Wat gebeurt er met ons brein op het moment dat ons lichaam sterft? Dat lijkt het onderwerp te zijn van opener ‘Blinking Heads in Baskets’. “The brain can only survive an additional six to twelve minutes”, luidt de repeterende slotzin van het tegelijkertijd angstaanjagende en bloedmooie stuk. Futuristische klanken en harde maar aanstekelijke ritmiek vormen de hoofdmoot in de intelligent opgebouwde track. Na drieënhalve minuut duikt een zwaar vervormde stem op, ondersteund door het melodieuze deuntje dat de leidraad in de muziek blijkt te zijn. Daaromheen vliegen de synths alle kanten op, zij het volledig gecontroleerd. Het is knap hoe Burial Grid met soms kille elementen een veelheid aan emoties creëert.

De titel ‘White Tunnel/Black Tunnel’ geeft de tegenstrijdigheid in de muziek en wat de muziek oproept perfect weer. Snelle loopjes en een langzame melodie worden gecombineerd en gaan vergezeld van harde synthklanken. Dat duurt ruim twee minuten. Dan wordt gas teruggenomen, maar alleen maar om toe te werken naar een meedogenloos synthmotief; je zou er bijna op gaan headbangen. Agressie wordt gekoppeld aan zalvende klanken. Het werkt uitstekend.

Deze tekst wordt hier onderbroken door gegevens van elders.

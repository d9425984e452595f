//! Relays the public contact form to the CRM and the team chat.

use std::time::Duration;

use serde_json::{json, Value};

use super::settings_service::SettingsService;
use crate::models::{ContactForm, ContactResponse, ServiceError};

pub const TELEGRAM_API_BASE: &str = "https://api.telegram.org";
pub const SINK_TIMEOUT: Duration = Duration::from_secs(10);

// Vault keys tried in order: the console's lowercase names, then the imported project secrets.
const BITRIX_WEBHOOK_KEYS: [&str; 2] = ["bitrix24_webhook_url", "BITRIX24_WEBHOOK_URL"];
const TELEGRAM_TOKEN_KEYS: [&str; 2] = ["telegram_bot_token", "TELEGRAM_BOT_TOKEN"];
const TELEGRAM_CHAT_KEYS: [&str; 2] = ["telegram_chat_id", "TELEGRAM_CHAT_ID"];

pub struct ContactService {
    settings: SettingsService,
    http: reqwest::Client,
    telegram_api_base: String,
}

impl ContactService {
    pub fn new(settings: SettingsService, http: reqwest::Client, telegram_api_base: impl Into<String>) -> Self {
        Self {
            settings,
            http,
            telegram_api_base: telegram_api_base.into().trim_end_matches('/').to_string(),
        }
    }

    /// First non-empty vault value among `keys`. Lookup failures count as absent.
    async fn credential(&self, keys: &[&str]) -> Option<String> {
        for key in keys {
            match self.settings.get(key).await {
                Ok(setting) if !setting.value.trim().is_empty() => return Some(setting.value.trim().to_string()),
                Ok(_) | Err(ServiceError::NotFound(_)) => {}
                Err(e) => tracing::warn!("Could not read {} from the vault: {}", key, e),
            }
        }
        None
    }

    /// Sends the lead to every configured sink. Unconfigured sinks report `false`.
    pub async fn submit(&self, form: &ContactForm) -> ContactResponse {
        let (bitrix24, telegram) = futures::join!(self.relay_to_bitrix(form), self.relay_to_telegram(form));

        tracing::info!(
            "Contact request from {} relayed (bitrix24: {}, telegram: {})",
            form.name,
            bitrix24,
            telegram
        );

        ContactResponse {
            success: true,
            bitrix24,
            telegram,
            message: "Request sent".to_string(),
        }
    }

    async fn relay_to_bitrix(&self, form: &ContactForm) -> bool {
        let Some(webhook) = self.credential(&BITRIX_WEBHOOK_KEYS).await else {
            tracing::debug!("Bitrix24 webhook not configured, skipping");
            return false;
        };

        let url = format!("{}/crm.lead.add.json", webhook.trim_end_matches('/'));
        match self.post(&url, &bitrix_lead(form)).await {
            Ok(body) => is_truthy(body.get("result")),
            Err(e) => {
                tracing::error!("Bitrix24 error: {}", e);
                false
            }
        }
    }

    async fn relay_to_telegram(&self, form: &ContactForm) -> bool {
        let Some(token) = self.credential(&TELEGRAM_TOKEN_KEYS).await else {
            tracing::debug!("Telegram bot token not configured, skipping");
            return false;
        };
        let Some(chat_id) = self.credential(&TELEGRAM_CHAT_KEYS).await else {
            tracing::debug!("Telegram chat id not configured, skipping");
            return false;
        };

        let url = format!("{}/bot{}/sendMessage", self.telegram_api_base, token);
        let payload = json!({ "chat_id": chat_id, "text": telegram_message(form) });
        match self.post(&url, &payload).await {
            Ok(body) => body.get("ok").and_then(Value::as_bool).unwrap_or(false),
            Err(e) => {
                tracing::error!("Telegram error: {}", e);
                false
            }
        }
    }

    async fn post(&self, url: &str, payload: &Value) -> Result<Value, reqwest::Error> {
        self.http
            .post(url)
            .timeout(SINK_TIMEOUT)
            .json(payload)
            .send()
            .await?
            .error_for_status()?
            .json::<Value>()
            .await
    }
}

fn bitrix_lead(form: &ContactForm) -> Value {
    json!({
        "fields": {
            "TITLE": format!("Contact request: {}", form.name),
            "NAME": form.name,
            "PHONE": [{ "VALUE": form.phone, "VALUE_TYPE": "WORK" }],
            "COMMENTS": format!("Form: {}\nTime: {}", form.form_type, form.timestamp),
            "SOURCE_ID": "WEB",
        }
    })
}

fn telegram_message(form: &ContactForm) -> String {
    format!(
        "New request from the website\n\nName: {}\nPhone: {}\n\nForm: {}\nTime: {}",
        form.name, form.phone, form.form_type, form.timestamp
    )
}

/// Bitrix answers `{"result": <lead id>}` on success.
fn is_truthy(value: Option<&Value>) -> bool {
    match value {
        None | Some(Value::Null) => false,
        Some(Value::Bool(b)) => *b,
        Some(Value::Number(n)) => n.as_f64().map_or(false, |n| n != 0.0),
        Some(Value::String(s)) => !s.is_empty(),
        Some(Value::Array(a)) => !a.is_empty(),
        Some(Value::Object(o)) => !o.is_empty(),
    }
}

Aan het begin van ‘Voids’ waan je je middenin een science fiction-film, maar de futuristische geluiden gaan samen met aardse vocalen, unisono begeleid door een synthesizer. De melodie is memorabel en er is licht aan het eind van de tunnel. Ondertussen zorgen tegendraadse elementen ervoor dat het nooit te makkelijk wordt. De ritmiek zorgt er bijvoorbeeld voor dat er wat aan de melodie getrokken wordt, zodat die nooit op een eenvoudig bed ligt maar zich als het ware aan de muzikale omgeving moet onttrekken. In het tweede – instrumentale – gedeelte vormt een zwaar aangezet maar melodieus ritme de basis en horen we in de synthomgeving een solo van een elektrische gitaar. De percussie op het einde is bijzonder fraai.

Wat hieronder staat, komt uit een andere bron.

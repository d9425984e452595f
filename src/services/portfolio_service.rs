use crate::models::{PortfolioProject, ServiceError};
use crate::repositories::PortfolioRepository;
use std::sync::Arc;

pub struct PortfolioService {
    repository: Arc<dyn PortfolioRepository>,
}

impl PortfolioService {
    pub fn new(repository: Arc<dyn PortfolioRepository>) -> Self {
        Self { repository }
    }

    pub async fn list(&self, active_only: bool) -> Result<Vec<PortfolioProject>, ServiceError> {
        self.repository.find_all(active_only).await
    }

    pub async fn get(&self, id: i64) -> Result<PortfolioProject, ServiceError> {
        self.repository
            .find_by_id(id)
            .await?
            .ok_or_else(|| ServiceError::NotFound("Project not found".to_string()))
    }

    pub async fn create(&self, project: PortfolioProject) -> Result<PortfolioProject, ServiceError> {
        project.validate().map_err(ServiceError::ValidationError)?;

        let id = self.repository.insert(&project).await?;
        tracing::info!("Created portfolio project {} ({})", id, project.title);
        self.get(id).await
    }

    pub async fn update(&self, id: i64, project: PortfolioProject) -> Result<PortfolioProject, ServiceError> {
        project.validate().map_err(ServiceError::ValidationError)?;

        if !self.repository.update(id, &project).await? {
            return Err(ServiceError::NotFound("Project not found".to_string()));
        }
        tracing::info!("Updated portfolio project {}", id);
        self.get(id).await
    }

    pub async fn delete(&self, id: i64) -> Result<String, ServiceError> {
        if !self.repository.delete(id).await? {
            return Err(ServiceError::NotFound("Project not found".to_string()));
        }
        tracing::info!("Deleted portfolio project {}", id);
        Ok(format!("Project {} deleted successfully", id))
    }
}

‘An Unwilling Spectator’ is gebaseerd op een persoonlijke ervaring van Kozak. Hij had hallucinogenen ingenomen tijdens een onophoudelijke depressie en hoopte dat die hem eruit zouden rukken. Het leidde tot een acht uur durende beleving van depersonalisatie. De muzikale verklanking levert de meest donkere track op het album op. Maar ook hier is weer een tegenstrijdigheid waar te nemen: het ritme is aanvankelijk aanstekelijk en zelfs dansbaar. Tegelijkertijd zijn er duidelijk psychedelische invloeden waar te nemen en wordt met een vervormde stem en vervreemdende synthklanken een hallucinatoire sfeer opgeroepen. Door tot twee keer toe het tempo te vertragen, slaagt Burial Grid erin je in zijn trip mee te zuigen. Wanneer het tempo weer omhoog gaat, zit je er zo diep in dat ontsnappen niet meer mogelijk is.

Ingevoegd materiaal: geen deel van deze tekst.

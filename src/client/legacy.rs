//! Configuration bundles left in local storage by the pre-vault admin pages.
//!
//! Each well-known key has its own shape. Decoding is per key and fails on
//! malformed JSON; flattening turns every populated field into one vault record.

use serde::Deserialize;
use thiserror::Error;

use super::store::KeyValueStore;
use crate::models::{SettingCategory, SettingInput};

#[derive(Debug, Clone, Copy, PartialEq, Eq)]
pub enum LegacyKey {
    Analytics,
    Bitrix,
    TelegramBotToken,
    TelegramChatId,
}

impl LegacyKey {
    pub const ALL: [LegacyKey; 4] = [
        LegacyKey::Analytics,
        LegacyKey::Bitrix,
        LegacyKey::TelegramBotToken,
        LegacyKey::TelegramChatId,
    ];

    pub fn storage_key(&self) -> &'static str {
        match self {
            LegacyKey::Analytics => "analytics_settings",
            LegacyKey::Bitrix => "bitrix24_settings",
            LegacyKey::TelegramBotToken => "telegram_bot_token",
            LegacyKey::TelegramChatId => "telegram_chat_id",
        }
    }
}

#[derive(Debug, Error)]
#[error("legacy entry {key} is malformed: {source}")]
pub struct LegacyDecodeError {
    pub key: &'static str,
    #[source]
    pub source: serde_json::Error,
}

#[derive(Debug, Clone, Default, PartialEq, Eq, Deserialize)]
pub struct AnalyticsBundle {
    pub google_analytics_id: Option<String>,
    pub yandex_metrika_id: Option<String>,
    pub yandex_metrika_token: Option<String>,
    pub yandex_webmaster_user_id: Option<String>,
    /// Feature toggle, not a secret; never migrated.
    pub ai_seo_enabled: Option<bool>,
}

#[derive(Debug, Clone, Default, PartialEq, Eq, Deserialize)]
pub struct BitrixBundle {
    pub webhook_url: Option<String>,
}

#[derive(Debug, Clone, PartialEq, Eq)]
pub enum LegacyBundle {
    Analytics(AnalyticsBundle),
    Bitrix(BitrixBundle),
    TelegramBotToken(String),
    TelegramChatId(String),
}

impl LegacyBundle {
    pub fn decode(key: LegacyKey, raw: &str) -> Result<Self, LegacyDecodeError> {
        let json_err = |source| LegacyDecodeError {
            key: key.storage_key(),
            source,
        };

        Ok(match key {
            LegacyKey::Analytics => LegacyBundle::Analytics(serde_json::from_str(raw).map_err(json_err)?),
            LegacyKey::Bitrix => LegacyBundle::Bitrix(serde_json::from_str(raw).map_err(json_err)?),
            LegacyKey::TelegramBotToken => LegacyBundle::TelegramBotToken(raw.to_string()),
            LegacyKey::TelegramChatId => LegacyBundle::TelegramChatId(raw.to_string()),
        })
    }

    /// Decodes every present legacy key; missing keys are skipped, the first
    /// malformed one aborts the read.
    pub fn read_all(store: &dyn KeyValueStore) -> Result<Vec<LegacyBundle>, LegacyDecodeError> {
        LegacyKey::ALL
            .iter()
            .filter_map(|key| store.get(key.storage_key()).map(|raw| (*key, raw)))
            .map(|(key, raw)| LegacyBundle::decode(key, &raw))
            .collect()
    }

    pub fn into_records(self) -> Vec<SettingInput> {
        let mut records = Vec::new();
        let mut push = |key: &str, value: Option<String>, category, description: &str| {
            if let Some(value) = value.filter(|v| !v.is_empty()) {
                records.push(SettingInput::new(key, value, category, description));
            }
        };

        match self {
            LegacyBundle::Analytics(bundle) => {
                push(
                    "yandex_metrika_id",
                    bundle.yandex_metrika_id,
                    SettingCategory::Analytics,
                    "Yandex.Metrika counter ID",
                );
                push(
                    "yandex_metrika_token",
                    bundle.yandex_metrika_token,
                    SettingCategory::Analytics,
                    "OAuth token for the Yandex.Metrika API",
                );
                push(
                    "yandex_webmaster_user_id",
                    bundle.yandex_webmaster_user_id,
                    SettingCategory::Analytics,
                    "Yandex.Webmaster user ID",
                );
                push(
                    "google_analytics_id",
                    bundle.google_analytics_id,
                    SettingCategory::Analytics,
                    "Google Analytics measurement ID",
                );
            }
            LegacyBundle::Bitrix(bundle) => push(
                "bitrix24_webhook_url",
                bundle.webhook_url,
                SettingCategory::Webhooks,
                "Bitrix24 CRM webhook URL",
            ),
            LegacyBundle::TelegramBotToken(token) => push(
                "telegram_bot_token",
                Some(token),
                SettingCategory::Integrations,
                "Telegram bot token for notifications",
            ),
            LegacyBundle::TelegramChatId(chat_id) => push(
                "telegram_chat_id",
                Some(chat_id),
                SettingCategory::Integrations,
                "Telegram chat ID receiving notifications",
            ),
        }

        records
    }
}

/// True when any legacy key is present, whether or not it would decode.
pub fn has_unmigrated_settings(store: &dyn KeyValueStore) -> bool {
    LegacyKey::ALL.iter().any(|key| store.contains(key.storage_key()))
}

#[cfg(test)]
mod tests {
    use super::*;
    use crate::client::store::MemoryStore;

    #[test]
    fn nothing_present_means_nothing_to_migrate() {
        let store = MemoryStore::new();
        assert!(!has_unmigrated_settings(&store));
        assert!(LegacyBundle::read_all(&store).unwrap().is_empty());
    }

    #[test]
    fn any_single_key_triggers_detection() {
        for key in LegacyKey::ALL {
            let store = MemoryStore::with_entries([(key.storage_key(), "not even json {")]);
            assert!(has_unmigrated_settings(&store), "{:?} not detected", key);
        }
    }

    #[test]
    fn analytics_bundle_flattens_populated_fields_only() {
        let bundle = LegacyBundle::decode(
            LegacyKey::Analytics,
            r#"{"yandex_metrika_id":"12345","yandex_metrika_token":"","google_analytics_id":"G-1","ai_seo_enabled":true}"#,
        )
        .unwrap();

        let records = bundle.into_records();
        let keys: Vec<&str> = records.iter().map(|r| r.key.as_str()).collect();
        assert_eq!(keys, vec!["yandex_metrika_id", "google_analytics_id"]);
        assert!(records.iter().all(|r| r.category == SettingCategory::Analytics));
    }

    #[test]
    fn bitrix_webhook_is_tagged_webhooks() {
        let records = LegacyBundle::decode(LegacyKey::Bitrix, r#"{"webhook_url":"https://crm/rest/1/abc/"}"#)
            .unwrap()
            .into_records();

        assert_eq!(records.len(), 1);
        assert_eq!(records[0].key, "bitrix24_webhook_url");
        assert_eq!(records[0].value, "https://crm/rest/1/abc/");
        assert_eq!(records[0].category, SettingCategory::Webhooks);
    }

    #[test]
    fn telegram_scalars_are_taken_verbatim() {
        let records = LegacyBundle::decode(LegacyKey::TelegramBotToken, "123:ABC")
            .unwrap()
            .into_records();
        assert_eq!(records[0].key, "telegram_bot_token");
        assert_eq!(records[0].value, "123:ABC");
        assert_eq!(records[0].category, SettingCategory::Integrations);

        assert!(LegacyBundle::decode(LegacyKey::TelegramChatId, "")
            .unwrap()
            .into_records()
            .is_empty());
    }

    #[test]
    fn malformed_json_names_the_key() {
        let store = MemoryStore::with_entries([
            ("telegram_bot_token", "123:ABC"),
            ("bitrix24_settings", "{broken"),
        ]);

        let err = LegacyBundle::read_all(&store).unwrap_err();
        assert_eq!(err.key, "bitrix24_settings");
    }
}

Het album eindigt met ‘Every Color All at Once’. Het is opnieuw een vocale track, maar met een heel andere kleur dan ‘Voids’. Je zou het, afgaande op de gezongen melodie, gemakshalve kunnen betitelen als synthpop, maar de muziek van Burial Grid is te complex om daarvoor door te kunnen gaan. Duidelijk is wel dat na de donkere trip van ‘An Unwilling Spectator’ het licht weer is gaan schijnen. De truc om even het tempo stil te leggen om van daaruit de zaak weer op te bouwen, wordt ook hier uitgehaald. Het werkt nog steeds. De percussieve elementen zorgen voor snelle ritmische patronen, terwijl de zangmelodie vrij langzaam is. Tot slot maakt de clean gezongen melodie plaats voor een vervormde stem en krijgt de muziek toch weer een sci-fi tintje.

Burial Grid maakt met My Body Dissolves as I Watch and Dissolve een zeer persoonlijk album, waarop hij met veelkleurige synthklanken, ritmes en melodieën een scala aan menselijke emoties oproept. De doordachte thematiek is op sublieme wijze verwerkt in de muziek, maar ook zonder je daarvan bewust te zijn weet de muziek te beroeren. De muzikale rijkdom op dit album fascineert van de eerste tot de laatste klank.